**REQUIREMENT**
Look through the data below and work out how many lines contain the string "SendEmailResponse". Give the number alone.

**EXTRACTED DATA**

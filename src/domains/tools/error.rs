//! Tool-specific error types.

use thiserror::Error;

use crate::domains::resend::ResendError;
use crate::domains::scheduling::ScheduleError;

/// Errors that can occur during tool operations.
///
/// Display strings are shown to the end user as the tool result text.
#[derive(Debug, Error)]
pub enum ToolError {
    /// The requested tool was not found.
    #[error("Unknown tool: {0}")]
    NotFound(String),

    /// Invalid arguments were provided to the tool.
    #[error("Invalid arguments: {0}")]
    InvalidArguments(String),

    /// No Resend API key was supplied with the request or configured.
    #[error("API key is required. Please provide resend-api-key header.")]
    MissingCredential,

    /// The scheduling parameters were rejected.
    #[error("Scheduling validation failed: {0}")]
    Schedule(#[from] ScheduleError),

    /// The Resend API call failed.
    #[error("{context}: {source}")]
    Delivery {
        context: String,
        #[source]
        source: ResendError,
    },
}

impl ToolError {
    /// Create a new "not found" error.
    pub fn not_found(name: impl Into<String>) -> Self {
        Self::NotFound(name.into())
    }

    /// Create a new "invalid arguments" error.
    pub fn invalid_arguments(msg: impl Into<String>) -> Self {
        Self::InvalidArguments(msg.into())
    }

    /// Wrap a Resend failure for the given action ("send", "schedule", "list").
    ///
    /// API errors read "Email failed to <action>: {body}", transport errors
    /// read "Failed to <action> email: {error}".
    pub fn delivery(action: &str, source: ResendError) -> Self {
        let context = match (&source, action) {
            (_, "list") => "Failed to list emails".to_string(),
            (ResendError::Api { .. }, _) => format!("Email failed to {action}"),
            _ => format!("Failed to {action} email"),
        };
        Self::Delivery { context, source }
    }
}
//! HTTP client for the Resend API.

use reqwest::{Client, Response};
use serde::de::DeserializeOwned;
use tracing::{debug, instrument, warn};

use super::error::ResendError;
use super::types::{ListEmailsResponse, SendEmailRequest, SendEmailResponse};

/// Production Resend endpoint.
pub const DEFAULT_BASE_URL: &str = "https://api.resend.com";

const USER_AGENT: &str = concat!("resend-mcp-server/", env!("CARGO_PKG_VERSION"));

/// Thin async client for the Resend email endpoints.
///
/// The API key is passed per call, so one client serves every caller.
/// Cloning is cheap; the underlying connection pool is shared.
#[derive(Debug, Clone)]
pub struct ResendClient {
    http: Client,
    base_url: String,
}

impl ResendClient {
    /// Create a client for the given API base URL.
    pub fn new(base_url: impl Into<String>) -> Self {
        Self {
            http: Client::new(),
            base_url: base_url.into().trim_end_matches('/').to_string(),
        }
    }

    /// The API base URL, without trailing slash.
    pub fn base_url(&self) -> &str {
        &self.base_url
    }

    /// Send (or schedule, when `scheduled_at` is set) an email.
    #[instrument(skip_all, fields(to = %request.to, scheduled = request.scheduled_at.is_some()))]
    pub async fn send_email(
        &self,
        api_key: &str,
        request: &SendEmailRequest,
    ) -> Result<SendEmailResponse, ResendError> {
        debug!("POST {}/emails", self.base_url);

        let response = self
            .http
            .post(format!("{}/emails", self.base_url))
            .bearer_auth(api_key)
            .header(reqwest::header::USER_AGENT, USER_AGENT)
            .json(request)
            .send()
            .await?;

        Self::parse_response(response).await
    }

    /// List emails sent from the account, newest first.
    #[instrument(skip(self, api_key))]
    pub async fn list_emails(
        &self,
        api_key: &str,
        limit: u32,
        offset: u32,
    ) -> Result<ListEmailsResponse, ResendError> {
        debug!("GET {}/emails", self.base_url);

        let response = self
            .http
            .get(format!("{}/emails", self.base_url))
            .bearer_auth(api_key)
            .header(reqwest::header::USER_AGENT, USER_AGENT)
            .query(&[("limit", limit), ("offset", offset)])
            .send()
            .await?;

        Self::parse_response(response).await
    }

    /// Map a response to its success body or an API error.
    async fn parse_response<T: DeserializeOwned>(response: Response) -> Result<T, ResendError> {
        let status = response.status();
        let body = response.text().await?;

        if !status.is_success() {
            warn!("Resend API returned {}: {}", status, body);
            return Err(ResendError::api(status.as_u16(), &body));
        }

        debug!("Resend API response received: {} bytes", body.len());

        serde_json::from_str(&body)
            .map_err(|e| ResendError::InvalidResponse(format!("JSON parse error: {e}")))
    }
}

impl Default for ResendClient {
    fn default() -> Self {
        Self::new(DEFAULT_BASE_URL)
    }
}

**EXERCISE RESPONSE**
2